Почти сразу он издаст Указ о департизации. Затем с его подачи будет запрещена Коммунистическая партия. Но вместе с тем он не пойдет на объявление партии преступной организацией и окончательный ее запрет. Партия возродится почти сразу и все годы его правления будет грозной оппозицией, неоднократно требующей его отставки. Коммунисты выиграют несколько республиканских и местных выборов, а их кандидат едва не станет президентом в девяносто шестом году. Но Ельцин все эти годы будет терпеливо сосуществовать рядом с возрожденной Коммунистической партией. В нем глубоко сидела его прежняя жизнь, его прежние идеалы, от которых он, казалось, отрекся навсегда. При нем не тронут Мавзолей Ленина, не начнут преследования коммунистов, и ни один человек не будет уволен с работы или снят с занимаемой должности в силу своих прежних или нынешних идеологических предпочтений. Он пообещал Купцову, что никаких репрессий не будет по отношению к тем, кто не собирается выполнять его указ.

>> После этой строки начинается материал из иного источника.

// ── Top-Level Command Enum ───────────────────────────────────────────

#[derive(Debug, Subcommand)]
pub enum Command {
    /// Manage MSELs (list, author, copy, download)
    #[command(alias = "m")]
    Msel(MselArgs),

    /// Manage scenario events of an MSEL
    #[command(alias = "ev")]
    Event(EventArgs),

    /// Manage data fields (event-list columns) of an MSEL
    Field(FieldArgs),

    /// Manage participating teams
    #[command(alias = "t")]
    Team(TeamArgs),

    /// Manage organizational units
    Unit(UnitArgs),

    /// Manage inject catalogs
    #[command(alias = "cat")]
    Catalog(CatalogArgs),

    /// Manage injects within a catalog
    Inject(InjectArgs),

    /// Manage exercise moves
    Move(MoveArgs),

    /// Manage participant-facing cards
    Card(CardArgs),

    /// Manage CITE evaluation roles and actions
    Cite(CiteArgs),

    /// Manage join invitations for an MSEL
    #[command(alias = "inv")]
    Invitation(InvitationArgs),

    /// Manage CLI configuration and profiles
    Config(ConfigArgs),

    /// Generate shell completions
    Completions(CompletionsArgs),
}

// ── Shared List Arguments ────────────────────────────────────────────

/// Shared filter/sort/pagination arguments for all list commands.
/// These feed the derived-view pipeline directly.
#[derive(Debug, Args)]
pub struct ListArgs {
    /// Case-insensitive substring filter
    #[arg(long, short = 'f')]
    pub filter: Option<String>,

    /// Sort column (entity default when omitted)
    #[arg(long)]
    pub sort: Option<String>,

    /// Sort descending instead of ascending
    #[arg(long)]
    pub desc: bool,

    /// Zero-based page index
    #[arg(long)]
    pub page: Option<usize>,

    /// Page size (no pagination when omitted)
    #[arg(long)]
    pub page_size: Option<usize>,
}

// ── MSELs ────────────────────────────────────────────────────────────

#[derive(Debug, Args)]
pub struct MselArgs {
    #[command(subcommand)]
    pub command: MselCommand,
}

#[derive(Debug, Subcommand)]
pub enum MselCommand {
    /// List MSELs
    #[command(alias = "ls")]
    List {
        #[command(flatten)]
        list: ListArgs,
        /// Only MSELs you own or participate in
        #[arg(long)]
        mine: bool,
    },

    /// Show one MSEL
    Show { id: Uuid },

    /// Create an MSEL
    Create {
        name: String,
        #[arg(long)]
        description: Option<String>,
        /// Create as a reusable template
        #[arg(long)]
        template: bool,
    },

    /// Update an MSEL
    Update {
        id: Uuid,
        #[arg(long)]
        name: Option<String>,
        #[arg(long)]
        description: Option<String>,
        /// New status: pending, in-progress, approved, complete
        #[arg(long)]
        status: Option<String>,
    },

    /// Delete an MSEL (prompts for confirmation)
    #[command(alias = "rm")]
    Delete { id: Uuid },

    /// Deep-copy an MSEL server-side (prompts for confirmation)
    Copy { id: Uuid },

    /// Download an MSEL as an xlsx workbook
    Download {
        id: Uuid,
        /// Output file (defaults to <id>.xlsx)
        #[arg(long, short = 'O')]
        out: Option<PathBuf>,
    },
}

// ── Scenario events ──────────────────────────────────────────────────

#[derive(Debug, Args)]
pub struct EventArgs {
    /// The MSEL the events belong to
    #[arg(long, short = 'm', env = "MSEL_ID", global = true)]
    pub msel: Option<Uuid>,

    #[command(subcommand)]
    pub command: EventCommand,
}

#[derive(Debug, Subcommand)]
pub enum EventCommand {
    /// List the MSEL's scenario events
    #[command(alias = "ls")]
    List {
        #[command(flatten)]
        list: ListArgs,
    },

    /// Create a scenario event
    Create {
        /// Row position on the event list
        #[arg(long)]
        row: i32,
        /// Offset from exercise start, in seconds
        #[arg(long, default_value = "0")]
        delta: i64,
        /// Hide from participant-facing views
        #[arg(long)]
        hidden: bool,
    },

    /// Update a scenario event
    Update {
        id: Uuid,
        #[arg(long)]
        row: Option<i32>,
        #[arg(long)]
        delta: Option<i64>,
        /// New status: pending, in-progress, approved, complete
        #[arg(long)]
        status: Option<String>,
        #[arg(long)]
        hidden: Option<bool>,
    },

    /// Delete a scenario event (prompts for confirmation)
    #[command(alias = "rm")]
    Delete { id: Uuid },
}

// ── Data fields ──────────────────────────────────────────────────────

#[derive(Debug, Args)]
pub struct FieldArgs {
    /// The MSEL the fields belong to
    #[arg(long, short = 'm', env = "MSEL_ID", global = true)]
    pub msel: Option<Uuid>,

    #[command(subcommand)]
    pub command: FieldCommand,
}

#[derive(Debug, Subcommand)]
pub enum FieldCommand {
    /// List the MSEL's data fields
    #[command(alias = "ls")]
    List {
        #[command(flatten)]
        list: ListArgs,
    },

    /// Create a data field
    Create {
        name: String,
        /// Value type: text, numeric, date, boolean, select, url
        #[arg(long, default_value = "text")]
        data_type: String,
        /// Column position on the event list
        #[arg(long)]
        order: i32,
        /// Values are chosen from the field's options
        #[arg(long)]
        from_list: bool,
    },

    /// Update a data field
    Update {
        id: Uuid,
        #[arg(long)]
        name: Option<String>,
        #[arg(long)]
        order: Option<i32>,
    },

    /// Delete a data field (prompts for confirmation)
    #[command(alias = "rm")]
    Delete { id: Uuid },

    /// List the options of a select field
    Options { field_id: Uuid },
}

// ── Teams ────────────────────────────────────────────────────────────

#[derive(Debug, Args)]
pub struct TeamArgs {
    #[command(subcommand)]
    pub command: TeamCommand,
}

#[derive(Debug, Subcommand)]
pub enum TeamCommand {
    /// List teams (all, or one MSEL's with --msel)
    #[command(alias = "ls")]
    List {
        #[command(flatten)]
        list: ListArgs,
        /// Only teams attached to this MSEL
        #[arg(long, short = 'm')]
        msel: Option<Uuid>,
    },

    /// Create a team
    Create {
        name: String,
        #[arg(long)]
        short_name: String,
        #[arg(long)]
        email: Option<String>,
    },

    /// Update a team
    Update {
        id: Uuid,
        #[arg(long)]
        name: Option<String>,
        #[arg(long)]
        short_name: Option<String>,
        #[arg(long)]
        email: Option<String>,
    },

    /// Delete a team (prompts for confirmation)
    #[command(alias = "rm")]
    Delete { id: Uuid },

    /// Attach a team to an MSEL
    Attach {
        team_id: Uuid,
        #[arg(long, short = 'm')]
        msel: Uuid,
    },

    /// Detach a team from an MSEL (by association id)
    Detach { msel_team_id: Uuid },
}

// ── Units ────────────────────────────────────────────────────────────

#[derive(Debug, Args)]
pub struct UnitArgs {
    #[command(subcommand)]
    pub command: UnitCommand,
}

#[derive(Debug, Subcommand)]
pub enum UnitCommand {
    /// List units (all, or one MSEL's with --msel)
    #[command(alias = "ls")]
    List {
        #[command(flatten)]
        list: ListArgs,
        /// Only units attached to this MSEL
        #[arg(long, short = 'm')]
        msel: Option<Uuid>,
    },

    /// Create a unit
    Create {
        name: String,
        #[arg(long)]
        short_name: String,
    },

    /// Update a unit
    Update {
        id: Uuid,
        #[arg(long)]
        name: Option<String>,
        #[arg(long)]
        short_name: Option<String>,
    },

    /// Delete a unit (prompts for confirmation)
    #[command(alias = "rm")]
    Delete { id: Uuid },

    /// Attach a unit to an MSEL
    Attach {
        unit_id: Uuid,
        #[arg(long, short = 'm')]
        msel: Uuid,
    },

    /// Detach a unit from an MSEL (by association id)
    Detach { msel_unit_id: Uuid },
}

// ── Catalogs ─────────────────────────────────────────────────────────

#[derive(Debug, Args)]
pub struct CatalogArgs {
    #[command(subcommand)]
    pub command: CatalogCommand,
}

#[derive(Debug, Subcommand)]
pub enum CatalogCommand {
    /// List catalogs
    #[command(alias = "ls")]
    List {
        #[command(flatten)]
        list: ListArgs,
    },

    /// Create a catalog
    Create {
        name: String,
        /// Inject type id the catalog is scoped to
        #[arg(long)]
        inject_type: Uuid,
        #[arg(long)]
        description: Option<String>,
        /// Readable by every content developer
        #[arg(long)]
        public: bool,
    },

    /// Update a catalog
    Update {
        id: Uuid,
        #[arg(long)]
        name: Option<String>,
        #[arg(long)]
        description: Option<String>,
    },

    /// Delete a catalog (prompts for confirmation)
    #[command(alias = "rm")]
    Delete { id: Uuid },

    /// List the injects of a catalog
    Injects {
        catalog_id: Uuid,
        #[command(flatten)]
        list: ListArgs,
    },

    /// List inject types
    Types,
}
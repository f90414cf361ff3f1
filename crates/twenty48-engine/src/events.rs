//! Observer lists for board notifications.
//!
//! Each notification type has its own ordered [`Listeners`] list. Delivery is
//! synchronous and follows registration order; removal is by the
//! [`ListenerId`] handed out at registration.

use std::fmt;
use std::sync::atomic::{AtomicU64, Ordering};

use crate::geom::Point;
use crate::grid::Tile;

/// Handle identifying one registered listener.
///
/// Ids are unique for the lifetime of the process, so a handle from one list
/// never removes a listener from another.
#[derive(Copy, Clone, Debug, PartialEq, Eq, Hash, PartialOrd, Ord)]
pub struct ListenerId(u64);

impl ListenerId {
    fn next() -> Self {
        static NEXT: AtomicU64 = AtomicU64::new(0);
        Self(NEXT.fetch_add(1, Ordering::Relaxed))
    }
}

/// An ordered list of callbacks of type `F`.
pub struct Listeners<F: ?Sized> {
    entries: Vec<(ListenerId, Box<F>)>,
}

impl<F: ?Sized> Listeners<F> {
    /// Create an empty list.
    pub fn new() -> Self {
        Self {
            entries: Vec::new(),
        }
    }

    /// Append a listener; it will be called after all earlier ones.
    pub fn add(&mut self, listener: Box<F>) -> ListenerId {
        let id = ListenerId::next();
        self.entries.push((id, listener));
        id
    }

    /// Remove the listener registered under `id`. Returns whether it was
    /// present.
    pub fn remove(&mut self, id: ListenerId) -> bool {
        let before = self.entries.len();
        self.entries.retain(|(eid, _)| *eid != id);
        self.entries.len() != before
    }

    /// Whether `id` is registered in this list.
    pub fn contains(&self, id: ListenerId) -> bool {
        self.entries.iter().any(|(eid, _)| *eid == id)
    }

    /// Number of registered listeners.
    pub fn len(&self) -> usize {
        self.entries.len()
    }

    pub fn is_empty(&self) -> bool {
        self.entries.is_empty()
    }

    /// Invoke `call` on each listener in registration order.
    pub fn for_each(&mut self, mut call: impl FnMut(&mut F)) {
        for (_, listener) in &mut self.entries {
            call(&mut **listener);
        }
    }
}

impl<F: ?Sized> Default for Listeners<F> {
    fn default() -> Self {
        Self::new()
    }
}

impl<F: ?Sized> fmt::Debug for Listeners<F> {
    fn fmt(&self, f: &mut fmt::Formatter<'_>) -> fmt::Result {
        f.debug_list()
            .entries(self.entries.iter().map(|(id, _)| id))
            .finish()
    }
}

/// `(pos, value)` of a freshly spawned tile.
pub type TileCreatedFn = dyn FnMut(Point, Tile);
/// `(from, to)` of a tile that slid without changing value.
pub type TileMovedFn = dyn FnMut(Point, Point);
/// `(from, to, merged_value)`: the tile at `from` was absorbed into `to`.
pub type TileMergedFromFn = dyn FnMut(Point, Point, Tile);
/// `(to, from)`: companion of [`TileMergedFromFn`] addressed by the
/// surviving cell.
pub type TileMergedToFn = dyn FnMut(Point, Point);
/// No legal move remains.
pub type GameOverFn = dyn FnMut();
/// The goal tile was produced for the first time.
pub type WinFn = dyn FnMut();

/// One listener list per notification type.
#[derive(Debug, Default)]
pub struct Observers {
    pub tile_created: Listeners<TileCreatedFn>,
    pub tile_moved: Listeners<TileMovedFn>,
    pub tile_merged_from: Listeners<TileMergedFromFn>,
    pub tile_merged_to: Listeners<TileMergedToFn>,
    pub game_over: Listeners<GameOverFn>,
    pub win: Listeners<WinFn>,
}

impl Observers {
    pub fn new() -> Self {
        Self::default()
    }

    pub fn on_tile_created(&mut self, f: impl FnMut(Point, Tile) + 'static) -> ListenerId {
        self.tile_created.add(Box::new(f))
    }

    pub fn on_tile_moved(&mut self, f: impl FnMut(Point, Point) + 'static) -> ListenerId {
        self.tile_moved.add(Box::new(f))
    }

    pub fn on_tile_merged_from(
        &mut self,
        f: impl FnMut(Point, Point, Tile) + 'static,
    ) -> ListenerId {
        self.tile_merged_from.add(Box::new(f))
    }

    pub fn on_tile_merged_to(&mut self, f: impl FnMut(Point, Point) + 'static) -> ListenerId {
        self.tile_merged_to.add(Box::new(f))
    }

    pub fn on_game_over(&mut self, f: impl FnMut() + 'static) -> ListenerId {
        self.game_over.add(Box::new(f))
    }

    pub fn on_win(&mut self, f: impl FnMut() + 'static) -> ListenerId {
        self.win.add(Box::new(f))
    }

    /// Remove `id` from whichever list holds it.
    pub fn remove(&mut self, id: ListenerId) -> bool {
        self.tile_created.remove(id)
            || self.tile_moved.remove(id)
            || self.tile_merged_from.remove(id)
            || self.tile_merged_to.remove(id)
            || self.game_over.remove(id)
            || self.win.remove(id)
    }

    pub(crate) fn emit_tile_created(&mut self, pos: Point, value: Tile) {
        self.tile_created.for_each(|f| f(pos, value));
    }

    pub(crate) fn emit_tile_moved(&mut self, from: Point, to: Point) {
        self.tile_moved.for_each(|f| f(from, to));
    }

    pub(crate) fn emit_tile_merged(&mut self, from: Point, to: Point, value: Tile) {
        self.tile_merged_from.for_each(|f| f(from, to, value));
        self.tile_merged_to.for_each(|f| f(to, from));
    }

    pub(crate) fn emit_game_over(&mut self) {
        self.game_over.for_each(|f| f());
    }

    pub(crate) fn emit_win(&mut self) {
        self.win.for_each(|f| f());
    }
}

#[cfg(test)]
mod tests {
    use super::*;
    use std::cell::RefCell;
    use std::rc::Rc;

    #[test]
    fn delivers_in_registration_order() {
        let log = Rc::new(RefCell::new(Vec::new()));
        let mut list: Listeners<dyn FnMut(u32)> = Listeners::new();
        for tag in ["a", "b", "c"] {
            let log = Rc::clone(&log);
            list.add(Box::new(move |v: u32| log.borrow_mut().push(format!("{tag}{v}"))));
        }
        list.for_each(|f| f(1));
        assert_eq!(*log.borrow(), vec!["a1", "b1", "c1"]);
    }

    #[test]
    fn remove_by_identity() {
        let hits = Rc::new(RefCell::new(Vec::new()));
        let mut obs = Observers::new();
        let h = Rc::clone(&hits);
        let first = obs.on_win(move || h.borrow_mut().push(1));
        let h = Rc::clone(&hits);
        let second = obs.on_win(move || h.borrow_mut().push(2));
        assert_ne!(first, second);

        assert!(obs.win.remove(first));
        assert!(!obs.win.remove(first));
        assert!(obs.win.contains(second));
        obs.emit_win();
        assert_eq!(*hits.borrow(), vec![2]);
    }

    #[test]
    fn ids_do_not_collide_across_lists() {
        let mut obs = Observers::new();
        let created = obs.on_tile_created(|_, _| {});
        let over = obs.on_game_over(|| {});
        assert!(!obs.game_over.remove(created));
        assert_eq!(obs.tile_created.len(), 1);
        assert!(obs.remove(over));
        assert!(obs.game_over.is_empty());
    }

    #[test]
    fn merge_notifies_both_lists() {
        let seen = Rc::new(RefCell::new(Vec::new()));
        let mut obs = Observers::new();
        let s = Rc::clone(&seen);
        obs.on_tile_merged_from(move |from, to, v| s.borrow_mut().push((from, to, v)));
        let s = Rc::clone(&seen);
        obs.on_tile_merged_to(move |to, from| s.borrow_mut().push((to, from, 0)));

        obs.emit_tile_merged(Point::new(1, 0), Point::new(0, 0), 4);
        assert_eq!(
            *seen.borrow(),
            vec![
                (Point::new(1, 0), Point::new(0, 0), 4),
                (Point::new(0, 0), Point::new(1, 0), 0),
            ]
        );
    }
}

Купцов вернулся с этим сообщением в ЦК КПСС. И Шенин решил, что нужно проводить заседание секретариата. Он позвонил в Форос Горбачеву и рассказал ему о встрече Купцова с Ельциным.
– Значит, Борис Николаевич тоже понимает, что это был несвоевременный и поспешный указ, – сразу сказал Горбачев.
– Он обещал не наказывать коммунистов, – мрачно пояснил Шенин, – но его люди обзванивают все российские регионы, требуя отчитываться по исполнению указа, а в российском МВД подобная департизация уже идет полным ходом.
– Нужно поддержать наших товарищей и не разрешать действовать подобными методами! – воскликнул Михаил Сергеевич.
Шенин едва удержался, чтобы не сказать все, что он думает об этой ситуации. Присутствие самого Горбачева в этих условиях было просто необходимым. Но вместо этого он только произнес:
– Мы соберем заседание секретариата и вынесем наше решение по этому вопросу.
– Собирайте, – согласился Горбачев, – и будет правильно, если ты сам проведешь заседание.
– Спасибо, Михаил Сергеевич. Я буду информировать вас о решениях секретариата, – пообещал Шенин. – Хочу вам сообщить, что Павлов и Бакланов считают положение дел в экономике просто угрожающим и не думают, что новый договор поможет исправлению ситуации.
– Что ты хочешь этим сказать? – недовольно спросил Горбачев.
– Необходимо продумать меры о возможном введении чрезвычайного экономического положения в стране.
– Вы все словно сговорились, – разозлился президент. – У вас есть все полномочия для работы, тем более у Павлова и Бакланова. Пусть делают, как считают нужным. У нас Валентин отвечает за экономику страны. Вот пусть и вносит свои предложения. Я читал их совместную справку.
– У меня к вам еще один вопрос, – осторожно проговорил Шенин.
– Какой вопрос? – насторожился Горбачев.
– Центральная контрольная комиссия рассмотрела персональное дело Александра Николаевича Яковлева и приняла рекомендацию об исключении его из партии.
Наступило молчание. Шенин ждал реакции Горбачева. Яковлев был самым влиятельным членом Политбюро в годы перестройки и считался одним из самых близких к Горбачеву людей, даже после своего ухода из ближайшего окружения президента не раз встречался с ним.
– Не нужно спешить, – снова уклонился от конкретного решения Михаил Сергеевич, – этот вопрос нужно продумать.